The reason I'm asking is that I was looking at a query whose performance degraded in compatibility mode 130 and the reason was related a change in the estimate of the number of rows that match a WHERE clause that contained a call to SUBSTRING(). I corrected the problem with a query rewrite, but am wondering if anyone is aware of any documentation about changes in this area in SQL Server 2016.
Demo code is below.
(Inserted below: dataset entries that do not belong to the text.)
use crate::sim::Controls;

/// One-shot actions triggered on key press.
#[derive(Clone, Copy, Debug, PartialEq, Eq)]
pub enum Command {
    Start,
    Pause,
    ToggleDebug,
    ToggleMinimap,
}

#[derive(Clone, Copy, Debug, PartialEq, Eq)]
enum Held {
    Left,
    Right,
    Thrust,
    Fire,
}

fn held_for(key: &str) -> Option<Held> {
    match key {
        "ArrowLeft" | "a" | "A" => Some(Held::Left),
        "ArrowRight" | "d" | "D" => Some(Held::Right),
        "ArrowUp" | "w" | "W" => Some(Held::Thrust),
        " " | "Spacebar" => Some(Held::Fire),
        _ => None,
    }
}

fn command_for(key: &str) -> Option<Command> {
    match key {
        "Enter" => Some(Command::Start),
        "p" | "P" | "Escape" => Some(Command::Pause),
        "F3" | "`" => Some(Command::ToggleDebug),
        "m" | "M" => Some(Command::ToggleMinimap),
        _ => None,
    }
}

/// Keyboard state fed from DOM `key` strings. Keys we do not know about
/// are ignored.
#[derive(Debug, Default)]
pub struct InputState {
    controls: Controls,
}

impl InputState {
    pub fn controls(&self) -> Controls {
        self.controls
    }

    /// Whether the browser default for this key should be suppressed.
    pub fn is_game_key(key: &str) -> bool {
        held_for(key).is_some() || command_for(key).is_some()
    }

    pub fn key_down(&mut self, key: &str, repeat: bool) -> Option<Command> {
        if let Some(held) = held_for(key) {
            self.set(held, true);
            return None;
        }
        if repeat {
            return None;
        }
        command_for(key)
    }

    pub fn key_up(&mut self, key: &str) {
        if let Some(held) = held_for(key) {
            self.set(held, false);
        }
    }

    pub fn release_all(&mut self) {
        self.controls = Controls::default();
    }

    fn set(&mut self, held: Held, down: bool) {
        match held {
            Held::Left => self.controls.left = down,
            Held::Right => self.controls.right = down,
            Held::Thrust => self.controls.thrust = down,
            Held::Fire => self.controls.fire = down,
        }
    }
}

#[cfg(test)]
mod tests {
    use super::*;

    #[test]
    fn held_keys_track_press_and_release() {
        let mut input = InputState::default();
        assert_eq!(input.key_down("ArrowLeft", false), None);
        assert_eq!(input.key_down("w", false), None);
        assert_eq!(input.key_down(" ", true), None);
        let c = input.controls();
        assert!(c.left && c.thrust && c.fire && !c.right);

        input.key_up("ArrowLeft");
        input.key_up("W");
        assert!(!input.controls().left);
        assert!(!input.controls().thrust);

        input.release_all();
        assert_eq!(input.controls(), Controls::default());
    }

    #[test]
    fn commands_fire_once() {
        let mut input = InputState::default();
        assert_eq!(input.key_down("Enter", false), Some(Command::Start));
        assert_eq!(input.key_down("Enter", true), None);
        assert_eq!(input.key_down("Escape", false), Some(Command::Pause));
        assert_eq!(input.key_down("F3", false), Some(Command::ToggleDebug));
        assert_eq!(input.key_down("m", false), Some(Command::ToggleMinimap));
    }

    #[test]
    fn unknown_keys_are_ignored() {
        let mut input = InputState::default();
        assert_eq!(input.key_down("", false), None);
        assert_eq!(input.key_down("Unidentified", false), None);
        assert_eq!(input.key_down("ö", false), None);
        input.key_up("Tab");
        assert_eq!(input.controls(), Controls::default());
        assert!(!InputState::is_game_key("Tab"));
        assert!(InputState::is_game_key("ArrowUp"));
    }
}
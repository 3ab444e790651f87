use crate::sim::Game;

/// Score panel mirrored from the simulation each frame.
#[derive(Clone, Debug, Default, PartialEq, Eq)]
pub struct Hud {
    pub score: u32,
    pub high_score: u32,
    pub lives: u32,
    pub wave: u32,
    pub ship_shielded: bool,
}

impl Hud {
    pub fn sync(&mut self, game: &Game) {
        self.score = game.score();
        self.high_score = game.high_score().max(game.score());
        self.lives = game.lives();
        self.wave = game.wave();
        self.ship_shielded = game.ship().is_some_and(|ship| !ship.is_vulnerable());
    }

    pub fn score_text(&self) -> String {
        format!("{:06}", self.score)
    }

    pub fn high_score_text(&self) -> String {
        format!("HI {:06}", self.high_score)
    }

    pub fn wave_text(&self) -> String {
        format!("WAVE {}", self.wave)
    }
}

#[cfg(test)]
mod tests {
    use super::*;
    use crate::config::GameConfig;

    #[test]
    fn mirrors_game_state() {
        let mut game = Game::new(GameConfig::default(), 4);
        game.start();
        let mut hud = Hud::default();
        hud.sync(&game);
        assert_eq!(hud.lives, 3);
        assert_eq!(hud.wave, 1);
        assert!(hud.ship_shielded);
        assert_eq!(hud.score_text(), "000000");
        assert_eq!(hud.wave_text(), "WAVE 1");
        assert_eq!(hud.high_score_text(), "HI 000000");
    }
}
The estimates are very close in this test case, but the accuracy varies depending on the data.
In the test case, in compat level 120, SQL Server appears to be using the histogram for the estimate, whereas in compat level 130 SQL Server appears to be assuming a fixed 10% of the table matches.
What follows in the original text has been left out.